Ajay: I know what MT and FRB are.

I cannot see how you can conduct FRB without MT.

Are you saying that, when I deposit money in a bank, I'm not loaning it money?

Or, can you show me how a bank could conduct FRB in a no-MT system?

Ajay writes:

Sigh, you clearly don't know what they are. Despite my repeatedly pointing out that FRB is not just a case of MT, because a zero-term "loan" is fundamentally different than a finite-term loan, you do not seem to grasp this simple fact. There are two separate and fundamental constructs to our monetary system: fiat money and FRB. Each has its own problems but FRB is the fundamentally unstable one in our current system. It is possible for fiat money alone to be very unstable, if the printing presses run wild at the government's behest, but that's not the problem in this country at this time. As for your question, yes, a bank deposit is not a loan to the bank, because it is missing the fundamental feature of a loan, that the money is not accessible to you while it's loaned.
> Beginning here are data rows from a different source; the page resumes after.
//! Value type definitions for term structures.
//!
//! This module defines `ValueType`, which describes what a term structure's
//! values represent. This enables semantic conversion between different
//! curve representations (e.g., discount factors ↔ zero rates).

use cds_core::daycounts::DayCountConvention;
use serde::{Deserialize, Serialize};
use std::fmt;

use crate::compounding::Compounding;

/// Distinguishes how a credit spread is quoted relative to a reference curve.
#[derive(Debug, Clone, Copy, PartialEq, Eq, Hash, Serialize, Deserialize)]
pub enum CreditSpreadConvention {
    /// Par spread: the coupon that makes a CDS trade at zero upfront.
    ParSpread,
    /// Z-spread: the flat spread that reprices the risky curve against a benchmark.
    ZSpread,
    /// Spread quoted over an asset-swap benchmark curve.
    AssetSwapSpread,
}

impl fmt::Display for CreditSpreadConvention {
    fn fmt(&self, f: &mut fmt::Formatter<'_>) -> fmt::Result {
        match self {
            CreditSpreadConvention::ParSpread => write!(f, "Par Spread"),
            CreditSpreadConvention::ZSpread => write!(f, "Z-Spread"),
            CreditSpreadConvention::AssetSwapSpread => write!(f, "Asset Swap Spread"),
        }
    }
}

/// Describes what a term structure's values represent.
///
/// A term structure can store values in different representations:
/// - Discount factors: P(t) where P(0) = 1
/// - Zero rates: r(t) such that P(t) = exp(-r*t) or (1+r/n)^(-nt)
/// - Forward rates: f(t, t+Δ) for a specific forward period
/// - Survival probabilities: Q(t) = P(default > t)
/// - Hazard rates: h(t) instantaneous default intensity
/// - Credit spreads: additional spread over risk-free rate
/// - Inflation ratios: I(t) / I(0)
/// - FX forward points
///
/// The `ValueType` enables automatic conversion between compatible types.
#[derive(Debug, Clone, PartialEq, Serialize, Deserialize, Default)]
pub enum ValueType {
    /// Discount factor: P(t) where P(0) = 1.
    ///
    /// Values should be between 0 and 1, monotonically decreasing.
    #[default]
    DiscountFactor,

    /// Zero rate with specified compounding and day count convention.
    ///
    /// The relationship to discount factors depends on compounding:
    /// - Continuous: P(t) = exp(-r * t)
    /// - Periodic: P(t) = (1 + r/n)^(-n * t)
    /// - Simple: P(t) = 1 / (1 + r * t)
    ZeroRate {
        /// How the rate is compounded.
        compounding: Compounding,
        /// Day count convention for year fraction calculation.
        day_count: DayCountConvention,
    },

    /// Forward rate for a specific tenor period.
    ///
    /// f(t, t+Δ) = forward rate from time t to t+Δ.
    ForwardRate {
        /// Forward period length in years (e.g., 0.25 for 3M).
        tenor: f64,
        /// Compounding convention for the rate.
        compounding: Compounding,
    },

    /// Instantaneous forward rate: f(t) = -d/dt ln(P(t)).
    ///
    /// This is the limiting case of forward rates as tenor → 0.
    InstantaneousForward,

    /// Survival probability: Q(t) = P(default time τ > t).
    ///
    /// Values should be between 0 and 1, monotonically decreasing.
    SurvivalProbability,

    /// Instantaneous hazard rate: h(t) = -d/dt ln(Q(t)).
    ///
    /// Also known as default intensity. Relates to survival as:
    /// Q(t) = exp(-∫₀ᵗ h(s) ds)
    HazardRate,

    /// Credit spread over a risk-free curve.
    ///
    /// The spread type determines how it's applied to the base curve.
    CreditSpread {
        /// Type of spread (Z-spread, OAS, etc.).
        spread_type: CreditSpreadConvention,
        /// Recovery rate assumption (typically 0.40).
        recovery: f64,
    },

    /// Inflation index ratio: I(t) / I(base).
    ///
    /// Used for inflation-linked bonds. Values > 1 indicate inflation.
    InflationIndexRatio,

    /// FX forward points in pips.
    ///
    /// Forward = Spot + Points / 10000
    FxForwardPoints,

    /// Par swap rate at each tenor.
    ///
    /// Used for swap curve representation.
    ParSwapRate {
        /// Payment frequency for the fixed leg.
        frequency: cds_core::types::Frequency,
        /// Day count for the fixed leg.
        day_count: DayCountConvention,
    },
}

impl ValueType {
    /// Returns true if this value type can be directly converted to discount factors.
    #[must_use]
    pub fn can_convert_to_discount_factor(&self) -> bool {
        matches!(
            self,
            ValueType::DiscountFactor | ValueType::ZeroRate { .. } | ValueType::SurvivalProbability
        )
    }

    /// Returns true if this is a rate-based value type.
    #[must_use]
    pub fn is_rate_type(&self) -> bool {
        matches!(
            self,
            ValueType::ZeroRate { .. }
                | ValueType::ForwardRate { .. }
                | ValueType::InstantaneousForward
                | ValueType::HazardRate
                | ValueType::ParSwapRate { .. }
        )
    }

    /// Returns true if this is a probability-based value type.
    #[must_use]
    pub fn is_probability_type(&self) -> bool {
        matches!(
            self,
            ValueType::DiscountFactor | ValueType::SurvivalProbability
        )
    }

    /// Returns true if this is a credit-related value type.
    #[must_use]
    pub fn is_credit_type(&self) -> bool {
        matches!(
            self,
            ValueType::SurvivalProbability | ValueType::HazardRate | ValueType::CreditSpread { .. }
        )
    }

    /// Returns a short name for display purposes.
    #[must_use]
    pub fn short_name(&self) -> &'static str {
        match self {
            ValueType::DiscountFactor => "DF",
            ValueType::ZeroRate { .. } => "Zero",
            ValueType::ForwardRate { .. } => "Fwd",
            ValueType::InstantaneousForward => "InstFwd",
            ValueType::SurvivalProbability => "Surv",
            ValueType::HazardRate => "Hazard",
            ValueType::CreditSpread { .. } => "CrSprd",
            ValueType::InflationIndexRatio => "Infl",
            ValueType::FxForwardPoints => "FxPts",
            ValueType::ParSwapRate { .. } => "ParSwap",
        }
    }

    /// Creates a zero rate value type with continuous compounding.
    #[must_use]
    pub fn continuous_zero(day_count: DayCountConvention) -> Self {
        ValueType::ZeroRate {
            compounding: Compounding::Continuous,
            day_count,
        }
    }

    /// Creates a zero rate value type with annual compounding.
    #[must_use]
    pub fn annual_zero(day_count: DayCountConvention) -> Self {
        ValueType::ZeroRate {
            compounding: Compounding::Annual,
            day_count,
        }
    }

    /// Creates a zero rate value type with semi-annual compounding.
    #[must_use]
    pub fn semi_annual_zero(day_count: DayCountConvention) -> Self {
        ValueType::ZeroRate {
            compounding: Compounding::SemiAnnual,
            day_count,
        }
    }

    /// Creates a 3-month forward rate value type.
    #[must_use]
    pub fn forward_3m(compounding: Compounding) -> Self {
        ValueType::ForwardRate {
            tenor: 0.25,
            compounding,
        }
    }

    /// Creates a 6-month forward rate value type.
    #[must_use]
    pub fn forward_6m(compounding: Compounding) -> Self {
        ValueType::ForwardRate {
            tenor: 0.5,
            compounding,
        }
    }

    /// Creates a credit spread value type with standard 40% recovery.
    #[must_use]
    pub fn credit_spread(spread_type: CreditSpreadConvention) -> Self {
        ValueType::CreditSpread {
            spread_type,
            recovery: 0.40,
        }
    }

    /// Creates a zero rate value type with the given compounding convention.
    /// Uses Act/365 Fixed day count by default.
    #[must_use]
    pub fn zero_rate(compounding: Compounding) -> Self {
        ValueType::ZeroRate {
            compounding,
            day_count: DayCountConvention::Act365Fixed,
        }
    }

    /// Creates a forward rate value type with the given tenor and compounding.
    #[must_use]
    pub fn forward_rate(tenor: f64) -> Self {
        ValueType::ForwardRate {
            tenor,
            compounding: Compounding::Continuous,
        }
    }
}

impl fmt::Display for ValueType {
    fn fmt(&self, f: &mut fmt::Formatter<'_>) -> fmt::Result {
        match self {
            ValueType::DiscountFactor => write!(f, "Discount Factor"),
            ValueType::ZeroRate {
                compounding,
                day_count,
            } => {
                write!(f, "Zero Rate ({compounding}, {day_count})")
            }
            ValueType::ForwardRate { tenor, compounding } => {
                if (*tenor - 0.25).abs() < 0.001 {
                    write!(f, "3M Forward Rate ({compounding})")
                } else if (*tenor - 0.5).abs() < 0.001 {
                    write!(f, "6M Forward Rate ({compounding})")
                } else {
                    write!(f, "{tenor}Y Forward Rate ({compounding})")
                }
            }
            ValueType::InstantaneousForward => write!(f, "Instantaneous Forward"),
            ValueType::SurvivalProbability => write!(f, "Survival Probability"),
            ValueType::HazardRate => write!(f, "Hazard Rate"),
            ValueType::CreditSpread {
                spread_type,
                recovery,
            } => {
                write!(f, "{} (R={:.0}%)", spread_type, recovery * 100.0)
            }
            ValueType::InflationIndexRatio => write!(f, "Inflation Index Ratio"),
            ValueType::FxForwardPoints => write!(f, "FX Forward Points"),
            ValueType::ParSwapRate {
                frequency,
                day_count,
            } => {
                write!(f, "Par Swap Rate ({frequency}, {day_count})")
            }
        }
    }
}

#[cfg(test)]
mod tests {
    use super::*;

    #[test]
    fn test_value_type_display() {
        let df = ValueType::DiscountFactor;
        assert_eq!(format!("{}", df), "Discount Factor");

        let zero = ValueType::ZeroRate {
            compounding: Compounding::Continuous,
            day_count: DayCountConvention::Act365Fixed,
        };
        let display = format!("{}", zero);
        assert!(display.contains("Zero Rate"));
        assert!(display.contains("Continuous"));
    }

    #[test]
    fn test_value_type_predicates() {
        let df = ValueType::DiscountFactor;
        assert!(df.can_convert_to_discount_factor());
        assert!(df.is_probability_type());
        assert!(!df.is_rate_type());

        let zero = ValueType::ZeroRate {
            compounding: Compounding::Annual,
            day_count: DayCountConvention::Act360,
        };
        assert!(zero.can_convert_to_discount_factor());
        assert!(zero.is_rate_type());
        assert!(!zero.is_probability_type());

        let hazard = ValueType::HazardRate;
        assert!(hazard.is_credit_type());
        assert!(hazard.is_rate_type());
    }

    #[test]
    fn test_short_names() {
        assert_eq!(ValueType::DiscountFactor.short_name(), "DF");
        assert_eq!(ValueType::SurvivalProbability.short_name(), "Surv");
        assert_eq!(ValueType::HazardRate.short_name(), "Hazard");
    }

    #[test]
    fn test_convenience_constructors() {
        let zero = ValueType::continuous_zero(DayCountConvention::Act365Fixed);
        match zero {
            ValueType::ZeroRate { compounding, .. } => {
                assert_eq!(compounding, Compounding::Continuous);
            }
            _ => panic!("Expected ZeroRate"),
        }

        let fwd = ValueType::forward_3m(Compounding::Simple);
        match fwd {
            ValueType::ForwardRate { tenor, .. } => {
                assert!((tenor - 0.25).abs() < 1e-10);
            }
            _ => panic!("Expected ForwardRate"),
        }
    }

    #[test]
    fn test_serde() {
        let value_type = ValueType::ZeroRate {
            compounding: Compounding::SemiAnnual,
            day_count: DayCountConvention::Thirty360US,
        };
        let json = serde_json::to_string(&value_type).unwrap();
        let parsed: ValueType = serde_json::from_str(&json).unwrap();
        assert_eq!(value_type, parsed);
    }
}
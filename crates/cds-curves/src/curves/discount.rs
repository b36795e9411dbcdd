//! Discount factor curve with interpolation and extrapolation support.
//!
//! A [`DiscountCurve`] stores discount factors at pillar points and interpolates
//! between them using configurable interpolation methods.

use std::sync::Arc;

use cds_core::Date;
use cds_math::interpolation::{
    CubicSpline, Interpolator, LinearInterpolator, LogLinearInterpolator, MonotoneConvex,
};

use crate::compounding::Compounding;
use crate::error::{CurveError, CurveResult};
use crate::interpolation::InterpolationMethod;
use crate::traits::Curve;

/// A discount factor curve with configurable interpolation and extrapolation.
///
/// This is the primary curve type for discounting cash flows. It stores
/// discount factors at discrete pillar points and interpolates between them.
///
/// # Construction
///
/// Use [`DiscountCurveBuilder`] for ergonomic curve construction:
///
/// ```rust,ignore
/// use cds_curves::prelude::*;
///
/// let curve = DiscountCurveBuilder::new(Date::from_ymd(2025, 1, 1).unwrap())
///     .add_pillar(0.25, 0.99)
///     .add_pillar(1.0, 0.96)
///     .add_pillar(5.0, 0.80)
///     .with_interpolation(InterpolationMethod::LogLinear)
///     .build()
///     .unwrap();
/// ```
///
/// # Interpolation Methods
///
/// The curve supports multiple interpolation methods:
///
/// | Method | Property | Use Case |
/// |--------|----------|----------|
/// | LogLinear | Preserves DF monotonicity | Production default |
/// | Linear | Simple, fast | Quick prototyping |
/// | CubicSpline | Smooth curves | Presentation |
/// | MonotoneConvex | Positive forwards | Zero rates |
///
/// For discount factor curves, **LogLinear** is recommended as it:
/// - Ensures discount factors are always positive
/// - Equivalent to linear interpolation on continuously compounded rates
/// - Produces sensible forward rates
#[derive(Clone)]
pub struct DiscountCurve {
    /// Reference (valuation) date.
    reference_date: Date,
    /// Pillar times (year fractions from reference date).
    pillar_times: Vec<f64>,
    /// Discount factors at each pillar.
    discount_factors: Vec<f64>,
    /// Interpolation method.
    interpolation: InterpolationMethod,
    /// Cached interpolator (built on demand).
    interpolator: Option<Arc<dyn Interpolator>>,
    /// Allow extrapolation beyond curve range.
    allow_extrapolation: bool,
}

impl std::fmt::Debug for DiscountCurve {
    fn fmt(&self, f: &mut std::fmt::Formatter<'_>) -> std::fmt::Result {
        f.debug_struct("DiscountCurve")
            .field("reference_date", &self.reference_date)
            .field("pillar_times", &self.pillar_times)
            .field("discount_factors", &self.discount_factors)
            .field("interpolation", &self.interpolation)
            .field("allow_extrapolation", &self.allow_extrapolation)
            .finish()
    }
}

impl DiscountCurve {
    /// Creates a new discount curve.
    ///
    /// # Arguments
    ///
    /// * `reference_date` - Curve valuation date
    /// * `pillar_times` - Times in years for each pillar
    /// * `discount_factors` - Discount factors at each pillar
    /// * `interpolation` - Interpolation method
    ///
    /// # Errors
    ///
    /// Returns an error if:
    /// - No pillar points provided
    /// - Pillar times and discount factors have different lengths
    /// - Pillar times are not sorted
    /// - Any discount factor is non-positive
    pub fn new(
        reference_date: Date,
        pillar_times: Vec<f64>,
        discount_factors: Vec<f64>,
        interpolation: InterpolationMethod,
    ) -> CurveResult<Self> {
        if pillar_times.is_empty() {
            return Err(CurveError::EmptyCurve);
        }

        if pillar_times.len() != discount_factors.len() {
            return Err(CurveError::invalid_data(format!(
                "pillar_times ({}) and discount_factors ({}) must have same length",
                pillar_times.len(),
                discount_factors.len()
            )));
        }

        // Validate sorted
        for i in 1..pillar_times.len() {
            if pillar_times[i] <= pillar_times[i - 1] {
                return Err(CurveError::invalid_data(
                    "pillar_times must be strictly increasing",
                ));
            }
        }

        // Validate positive DFs
        for (i, &df) in discount_factors.iter().enumerate() {
            if df <= 0.0 {
                return Err(CurveError::invalid_data(format!(
                    "discount_factor[{}] = {} is not positive",
                    i, df
                )));
            }
        }

        let mut curve = Self {
            reference_date,
            pillar_times,
            discount_factors,
            interpolation,
            interpolator: None,
            allow_extrapolation: false,
        };

        // Build interpolator
        curve.build_interpolator()?;

        Ok(curve)
    }

    /// Creates the curve with extrapolation enabled.
    #[must_use]
    pub fn with_extrapolation(mut self) -> Self {
        self.allow_extrapolation = true;
        self
    }

    /// Returns the pillar times.
    #[must_use]
    pub fn pillar_times(&self) -> &[f64] {
        &self.pillar_times
    }

    /// Returns the discount factors at pillars.
    #[must_use]
    pub fn discount_factors_raw(&self) -> &[f64] {
        &self.discount_factors
    }

    /// Returns the interpolation method.
    #[must_use]
    pub fn interpolation(&self) -> InterpolationMethod {
        self.interpolation
    }

    /// Returns the minimum time in the curve.
    #[must_use]
    pub fn min_time(&self) -> f64 {
        *self.pillar_times.first().unwrap_or(&0.0)
    }

    /// Returns the maximum time in the curve.
    #[must_use]
    pub fn max_time(&self) -> f64 {
        *self.pillar_times.last().unwrap_or(&0.0)
    }

    /// Builds the internal interpolator.
    fn build_interpolator(&mut self) -> CurveResult<()> {
        // For discount factor interpolation, we use log-linear on DFs
        // which is equivalent to linear on continuously compounded rates
        let interp: Box<dyn Interpolator> = match self.interpolation {
            InterpolationMethod::Linear => {
                // Linear on DFs (not recommended but supported)
                Box::new(
                    LinearInterpolator::new(
                        self.pillar_times.clone(),
                        self.discount_factors.clone(),
                    )
                    .map_err(|e| CurveError::InterpolationFailed {
                        reason: e.to_string(),
                    })?
                    .with_extrapolation(),
                )
            }
            InterpolationMethod::LogLinear => {
                // Log-linear on DFs (recommended for DF curves)
                Box::new(
                    LogLinearInterpolator::new(
                        self.pillar_times.clone(),
                        self.discount_factors.clone(),
                    )
                    .map_err(|e| CurveError::InterpolationFailed {
                        reason: e.to_string(),
                    })?
                    .with_extrapolation(),
                )
            }
            InterpolationMethod::CubicSpline | InterpolationMethod::CubicSplineOnDiscount => {
                // Cubic spline on log(DF)
                let log_dfs: Vec<f64> = self.discount_factors.iter().map(|df| df.ln()).collect();
                Box::new(
                    CubicSpline::new(self.pillar_times.clone(), log_dfs)
                        .map_err(|e| CurveError::InterpolationFailed {
                            reason: e.to_string(),
                        })?
                        .with_extrapolation(),
                )
            }
            InterpolationMethod::MonotoneConvex => {
                // Monotone convex on zero rates, then convert back to DF
                let zero_rates: Vec<f64> = self
                    .pillar_times
                    .iter()
                    .zip(self.discount_factors.iter())
                    .map(|(t, df)| {
                        if *t > 0.0 {
                            -df.ln() / t
                        } else {
                            0.0
                        }
                    })
                    .collect();
                Box::new(
                    MonotoneConvex::new(self.pillar_times.clone(), zero_rates)
                        .map_err(|e| CurveError::InterpolationFailed {
                            reason: e.to_string(),
                        })?
                        .with_extrapolation(),
                )
            }
            _ => {
                // Default to log-linear for other methods
                Box::new(
                    LogLinearInterpolator::new(
                        self.pillar_times.clone(),
                        self.discount_factors.clone(),
                    )
                    .map_err(|e| CurveError::InterpolationFailed {
                        reason: e.to_string(),
                    })?
                    .with_extrapolation(),
                )
            }
        };

        self.interpolator = Some(Arc::from(interp));
        Ok(())
    }

    /// Internal interpolation method.
    fn interpolate_df(&self, t: f64) -> CurveResult<f64> {
        if t <= 0.0 {
            return Ok(1.0);
        }

        // Check range
        if !self.allow_extrapolation && (t < self.min_time() || t > self.max_time()) {
            return Err(CurveError::DateOutOfRange {
                date: self.reference_date.add_days((t * 365.0) as i64),
                min_date: self.reference_date.add_days((self.min_time() * 365.0) as i64),
                max_date: self.reference_date.add_days((self.max_time() * 365.0) as i64),
            });
        }

        let interp = self.interpolator.as_ref().ok_or_else(|| {
            CurveError::InterpolationFailed {
                reason: "Interpolator not built".to_string(),
            }
        })?;

        match self.interpolation {
            InterpolationMethod::CubicSpline | InterpolationMethod::CubicSplineOnDiscount => {
                // Spline is on log(DF), so convert back
                let log_df = interp
                    .interpolate(t)
                    .map_err(|e| CurveError::InterpolationFailed {
                        reason: e.to_string(),
                    })?;
                Ok(log_df.exp())
            }
            InterpolationMethod::MonotoneConvex => {
                // Monotone convex gives zero rate, convert to DF
                let zero_rate = interp
                    .interpolate(t)
                    .map_err(|e| CurveError::InterpolationFailed {
                        reason: e.to_string(),
                    })?;
                Ok((-zero_rate * t).exp())
            }
            _ => {
                // Direct interpolation on DFs
                interp
                    .interpolate(t)
                    .map_err(|e| CurveError::InterpolationFailed {
                        reason: e.to_string(),
                    })
            }
        }
    }
}

impl Curve for DiscountCurve {
    fn discount_factor(&self, t: f64) -> CurveResult<f64> {
        self.interpolate_df(t)
    }

    fn reference_date(&self) -> Date {
        self.reference_date
    }

    fn max_date(&self) -> Date {
        let max_t = self.max_time();
        self.reference_date
            .add_days((max_t * 365.0).round() as i64)
    }
}

/// Builder for constructing discount curves.
///
/// # Example
///
/// ```rust,ignore
/// use cds_curves::prelude::*;
///
/// let curve = DiscountCurveBuilder::new(Date::from_ymd(2025, 1, 1).unwrap())
///     .add_pillar(0.25, 0.9975)  // 3M
///     .add_pillar(0.5, 0.995)    // 6M
///     .add_pillar(1.0, 0.98)     // 1Y
///     .add_pillar(2.0, 0.96)     // 2Y
///     .add_pillar(5.0, 0.90)     // 5Y
///     .add_pillar(10.0, 0.78)    // 10Y
///     .with_interpolation(InterpolationMethod::LogLinear)
///     .with_extrapolation()
///     .build()
///     .unwrap();
/// ```
#[derive(Debug, Clone)]
pub struct DiscountCurveBuilder {
    reference_date: Date,
    pillars: Vec<(f64, f64)>, // (time, df)
    interpolation: InterpolationMethod,
    allow_extrapolation: bool,
}

impl DiscountCurveBuilder {
    /// Creates a new builder with the given reference date.
    #[must_use]
    pub fn new(reference_date: Date) -> Self {
        Self {
            reference_date,
            pillars: Vec::new(),
            interpolation: InterpolationMethod::LogLinear,
            allow_extrapolation: false,
        }
    }

    /// Adds a pillar point (time, discount factor).
    ///
    /// # Arguments
    ///
    /// * `time` - Time in years from reference date
    /// * `df` - Discount factor at this time
    #[must_use]
    pub fn add_pillar(mut self, time: f64, df: f64) -> Self {
        self.pillars.push((time, df));
        self
    }

    /// Adds a pillar point by date.
    ///
    /// # Arguments
    ///
    /// * `date` - Pillar date
    /// * `df` - Discount factor at this date
    #[must_use]
    pub fn add_pillar_date(mut self, date: Date, df: f64) -> Self {
        let time = self.reference_date.days_between(&date) as f64 / 365.0;
        self.pillars.push((time, df));
        self
    }

    /// Adds a pillar from a zero rate.
    ///
    /// # Arguments
    ///
    /// * `time` - Time in years from reference date
    /// * `rate` - Zero rate (continuously compounded)
    #[must_use]
    pub fn add_zero_rate(mut self, time: f64, rate: f64) -> Self {
        let df = (-rate * time).exp();
        self.pillars.push((time, df));
        self
    }

    /// Adds a pillar from a zero rate with specified compounding.
    ///
    /// # Arguments
    ///
    /// * `time` - Time in years from reference date
    /// * `rate` - Zero rate
    /// * `compounding` - Compounding convention for the rate
    #[must_use]
    pub fn add_zero_rate_compounded(mut self, time: f64, rate: f64, compounding: Compounding) -> Self {
        let df = compounding.discount_factor(rate, time);
        self.pillars.push((time, df));
        self
    }

    /// Adds multiple pillars.
    #[must_use]
    pub fn add_pillars(mut self, pillars: impl IntoIterator<Item = (f64, f64)>) -> Self {
        self.pillars.extend(pillars);
        self
    }

    /// Sets the interpolation method.
    #[must_use]
    pub fn with_interpolation(mut self, method: InterpolationMethod) -> Self {
        self.interpolation = method;
        self
    }

    /// Enables extrapolation beyond curve range.
    #[must_use]
    pub fn with_extrapolation(mut self) -> Self {
        self.allow_extrapolation = true;
        self
    }

    /// Builds the discount curve.
    ///
    /// # Errors
    ///
    /// Returns an error if no pillars were added or if data is invalid.
    pub fn build(mut self) -> CurveResult<DiscountCurve> {
        if self.pillars.is_empty() {
            return Err(CurveError::EmptyCurve);
        }

        // Sort by time
        self.pillars.sort_by(|a, b| a.0.partial_cmp(&b.0).unwrap());

        let (times, dfs): (Vec<f64>, Vec<f64>) = self.pillars.into_iter().unzip();

        let mut curve = DiscountCurve::new(self.reference_date, times, dfs, self.interpolation)?;

        if self.allow_extrapolation {
            curve = curve.with_extrapolation();
        }

        Ok(curve)
    }
}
Rather, a bank deposit is something else entirely. You're essentially telling the bank, "Go ahead and counterfeit my money by lending 90% out while simultaneously promising me that you will return 100% to me at the time of my choosing." All this does is create many more dollars chasing the same goods, ie massive inflation, and a fundamentally unstable banking system. Now, rather than bank losses being losses alone, they also destroy the money stock as the process works in reverse. Please read about how FRB works in more detail and how it is fundamentally different than loans/MT.

Richard Boltuck writes:

Winterspeak: "[MT is] just a bad idea."

Response: You wouldn't know it from the present crisis, since term mismatch is not responsible for causing it. Rather, as is generally recognized, imprudent long loans (bubble valued collateral, NINJA, etc. etc.) were securitized in ways that created products hard to value while real estate prices are still collapsing, leading to widespread insolvency, or suspected insolvency, in the banking (and shadow banking) sector. There were other compounding and complexifying factors, but there it is in a nutshell. (Of course, one may ask why the imprudent loans were made, and I've pointed here and elsewhere to a prime culprit in Federal insurance and inherently ineffective regulation).

But I readily agree that term mismatch leads to potential instability in banks' balance sheets given a big enough black swan shock. The question is, do we achieve better economic results preventing that possibility by prohibiting term mismatch, or by simply accepting the risk and getting on with life? Seems to me that's definitely an empirical question, not one that can be reasoned out a priori.

Mencius Moldbug writes:


Rothbard's model - fleshed out at great length in De Soto's Money, Bank Credit, and Economic Cycles - argues that the depository contract in FRB is a fraudulent variation of the warehouse-receipt contract in a 100%-reserve bank.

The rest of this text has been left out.